• Brief
For the word "extend", state how many lines of the data include it. Respond with the number only.

• Records for processing
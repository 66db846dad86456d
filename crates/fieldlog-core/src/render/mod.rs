//! Renderers: from a classified field sequence to one output line.
//!
//! ## Available renderers
//!
//! | Renderer       | Output                                         | Dedup            |
//! |----------------|------------------------------------------------|------------------|
//! | [`Plain`]      | values only, space separated                   | none             |
//! | [`Colored`]    | values only, ANSI colored by reserved keys     | none             |
//! | [`Structured`] | one JSON object, keys sorted                   | last key wins    |
//!
//! A renderer never mutates its input and never fails: the structured
//! renderer degrades to a diagnostic line when serialization is impossible.

use std::fmt;
use std::str::FromStr;
use std::sync::Arc;

use crate::error::LogError;
use crate::field::Field;

mod colored;
mod plain;
mod structured;

pub use colored::{Colored, STACK_TRACE_INDENT};
pub use plain::Plain;
pub use structured::Structured;

/// Turns a field sequence into a single line (without trailing newline).
pub trait Render: Send + Sync {
    fn render(&self, fields: &[Field]) -> String;
}

impl<F> Render for F
where
    F: Fn(&[Field]) -> String + Send + Sync,
{
    fn render(&self, fields: &[Field]) -> String {
        self(fields)
    }
}

/// Shared handle to a renderer, as stored in loggers and the registry.
pub type SharedRender = Arc<dyn Render>;

/// The built-in renderers, selectable by name.
#[derive(Debug, Clone, Copy, PartialEq, Eq, Hash)]
pub enum Format {
    Plain,
    Colored,
    Structured,
}

impl Format {
    pub fn as_str(&self) -> &'static str {
        match self {
            Format::Plain => "plain",
            Format::Colored => "color",
            Format::Structured => "json",
        }
    }

    /// A shared instance of the renderer this format names.
    pub fn renderer(&self) -> SharedRender {
        match self {
            Format::Plain => Arc::new(Plain),
            Format::Colored => Arc::new(Colored),
            Format::Structured => Arc::new(Structured),
        }
    }
}

impl fmt::Display for Format {
    fn fmt(&self, f: &mut fmt::Formatter<'_>) -> fmt::Result {
        f.write_str(self.as_str())
    }
}

impl FromStr for Format {
    type Err = LogError;

    fn from_str(s: &str) -> Result<Self, Self::Err> {
        match s.trim().to_ascii_lowercase().as_str() {
            "plain" | "text" => Ok(Format::Plain),
            "color" | "colored" | "colour" => Ok(Format::Colored),
            "json" | "structured" => Ok(Format::Structured),
            other => Err(LogError::InvalidFormat(other.to_string())),
        }
    }
}
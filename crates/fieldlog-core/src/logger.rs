//! Loggers and their composition.
//!
//! ## Architecture
//!
//! ```text
//! caller ──▶ NamedLogger ──▶ TimedLogger ──▶ FieldsLogger ──▶ ConsoleLogger ──▶ Sink
//!            + log.logger    + @timestamp    + fixed fields   classify
//!                                                             render
//! ```
//!
//! Decorators never mutate the logger they wrap. Each one appends its fields
//! to a [`Prefix`] that travels down the chain, so the outermost decorator's
//! fields come first in the final line. The root logger classifies
//! `prefix ++ inputs` and hands the result to a renderer.

use std::fmt;
use std::sync::Arc;

use crate::classify::{classify, Loggable};
use crate::ecs;
use crate::field::Field;
use crate::registry;
use crate::render::{Format, SharedRender};
use crate::sink::{Sink, StdoutSink};

/// Fields accumulated by decorators on their way to the root logger.
///
/// Besides the fields it records whether an enclosing [`NamedLogger`]
/// already emitted the full, dot-joined name, so inner named loggers stay
/// quiet. A `log.logger` field supplied by the caller does not count.
#[derive(Debug, Clone, Default)]
pub struct Prefix {
    fields: Vec<Field>,
    named: bool,
}

impl Prefix {
    pub fn new() -> Self {
        Self::default()
    }

    pub fn push(&mut self, field: Field) {
        self.fields.push(field);
    }

    pub fn extend<I>(&mut self, fields: I)
    where
        I: IntoIterator<Item = Field>,
    {
        self.fields.extend(fields);
    }

    /// Push `log.logger` and mark the prefix as named.
    pub fn push_name(&mut self, name: &str) {
        self.fields.push(ecs::logger(name));
        self.named = true;
    }

    pub fn is_named(&self) -> bool {
        self.named
    }

    pub fn fields(&self) -> &[Field] {
        &self.fields
    }

    pub fn into_fields(self) -> Vec<Field> {
        self.fields
    }
}

impl From<Vec<Field>> for Prefix {
    fn from(fields: Vec<Field>) -> Self {
        Self {
            fields,
            named: false,
        }
    }
}

/// The logging capability.
///
/// Emitting never fails and returns nothing; a broken renderer or sink
/// degrades the output, not the caller's control flow.
pub trait Logger: Send + Sync {
    /// Emit one event built from the given inputs.
    fn log(&self, inputs: Vec<Loggable>) {
        self.log_with(Prefix::new(), inputs)
    }

    /// Emit one event whose first fields are `prefix`, as accumulated by
    /// enclosing decorators.
    fn log_with(&self, prefix: Prefix, inputs: Vec<Loggable>);

    /// Hierarchical, dot-joined name, if any decorator in the chain set one.
    fn name(&self) -> Option<&str> {
        None
    }
}

/// Shared handle to any logger.
pub type SharedLogger = Arc<dyn Logger>;

/// Root logger: classifies, renders, writes one line to a sink.
pub struct ConsoleLogger {
    /// `None` looks up the process-wide default renderer on every emit
    renderer: Option<SharedRender>,
    sink: Arc<dyn Sink>,
}

impl ConsoleLogger {
    /// Logger that resolves the process-wide default renderer at emit time,
    /// so later calls to [`registry::set_default_renderer`] affect it.
    pub fn new() -> Self {
        Self {
            renderer: None,
            sink: Arc::new(StdoutSink),
        }
    }

    /// Logger that keeps the given renderer for its whole lifetime.
    pub fn with_renderer(renderer: SharedRender) -> Self {
        Self {
            renderer: Some(renderer),
            sink: Arc::new(StdoutSink),
        }
    }

    pub fn with_format(format: Format) -> Self {
        Self::with_renderer(format.renderer())
    }

    /// Replace the output sink (standard output by default).
    pub fn with_sink(mut self, sink: Arc<dyn Sink>) -> Self {
        self.sink = sink;
        self
    }

    /// Whether the renderer is looked up at emit time.
    pub fn follows_default_renderer(&self) -> bool {
        self.renderer.is_none()
    }
}

impl Default for ConsoleLogger {
    fn default() -> Self {
        Self::new()
    }
}

impl fmt::Debug for ConsoleLogger {
    fn fmt(&self, f: &mut fmt::Formatter<'_>) -> fmt::Result {
        f.debug_struct("ConsoleLogger")
            .field("follows_default_renderer", &self.follows_default_renderer())
            .finish_non_exhaustive()
    }
}

impl Logger for ConsoleLogger {
    fn log_with(&self, prefix: Prefix, inputs: Vec<Loggable>) {
        let fields = classify(
            prefix.into_fields().into_iter().map(Loggable::Field).chain(inputs),
        );
        let line = match &self.renderer {
            Some(renderer) => renderer.render(&fields),
            None => registry::default_renderer().render(&fields),
        };
        self.sink.write_line(&line);
    }
}

/// Adapts a closure receiving the classified fields into a logger.
pub struct FnLogger<F> {
    f: F,
}

impl<F> Logger for FnLogger<F>
where
    F: Fn(Vec<Field>) + Send + Sync,
{
    fn log_with(&self, prefix: Prefix, inputs: Vec<Loggable>) {
        (self.f)(classify(
            prefix.into_fields().into_iter().map(Loggable::Field).chain(inputs),
        ))
    }
}

pub fn logger_fn<F>(f: F) -> SharedLogger
where
    F: Fn(Vec<Field>) + Send + Sync + 'static,
{
    Arc::new(FnLogger { f })
}

/// Prepends `log.logger`.
pub struct NamedLogger {
    inner: SharedLogger,
    name: String,
}

impl Logger for NamedLogger {
    fn log_with(&self, mut prefix: Prefix, inputs: Vec<Loggable>) {
        // an enclosing NamedLogger already emitted the longer, joined name
        if !prefix.is_named() {
            prefix.push_name(&self.name);
        }
        self.inner.log_with(prefix, inputs)
    }

    fn name(&self) -> Option<&str> {
        Some(&self.name)
    }
}

/// Prepends `@timestamp`, taken at each emit.
pub struct TimedLogger {
    inner: SharedLogger,
}

impl Logger for TimedLogger {
    fn log_with(&self, mut prefix: Prefix, inputs: Vec<Loggable>) {
        prefix.push(ecs::timestamp());
        self.inner.log_with(prefix, inputs)
    }

    fn name(&self) -> Option<&str> {
        self.inner.name()
    }
}

/// Prepends a fixed set of fields computed once, at wrap time.
pub struct FieldsLogger {
    inner: SharedLogger,
    fields: Vec<Field>,
}

impl Logger for FieldsLogger {
    fn log_with(&self, mut prefix: Prefix, inputs: Vec<Loggable>) {
        prefix.extend(self.fields.iter().cloned());
        self.inner.log_with(prefix, inputs)
    }

    fn name(&self) -> Option<&str> {
        self.inner.name()
    }
}

/// Wrap `inner` so every event carries `log.logger`.
///
/// If `inner` is already named `parent`, the new name is `parent.name`.
/// An empty name returns `inner` unchanged.
pub fn with_name(inner: SharedLogger, name: &str) -> SharedLogger {
    if name.is_empty() {
        return inner;
    }

    let name = match inner.name() {
        Some(parent) if !parent.is_empty() => format!("{}.{}", parent, name),
        _ => name.to_string(),
    };
    Arc::new(NamedLogger { inner, name })
}

/// Wrap `inner` so every event carries the current `@timestamp`.
pub fn with_time(inner: SharedLogger) -> SharedLogger {
    Arc::new(TimedLogger { inner })
}

/// Wrap `inner` so every event starts with `fields`. No fields returns
/// `inner` unchanged.
pub fn with_fields(inner: SharedLogger, fields: Vec<Field>) -> SharedLogger {
    if fields.is_empty() {
        return inner;
    }
    Arc::new(FieldsLogger { inner, fields })
}

/// Log heterogeneous values through any logger.
///
/// ```
/// use fieldlog_core::{emit, ecs, ConsoleLogger, Format};
///
/// let logger = ConsoleLogger::with_format(Format::Plain);
/// emit!(logger, "info", "listening", ecs::server_port(8080));
/// ```
#[macro_export]
macro_rules! emit {
    ($logger:expr $(, $value:expr)* $(,)?) => {{
        use $crate::Logger as _;
        $logger.log($crate::loggables![$($value),*])
    }};
}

• Task result
3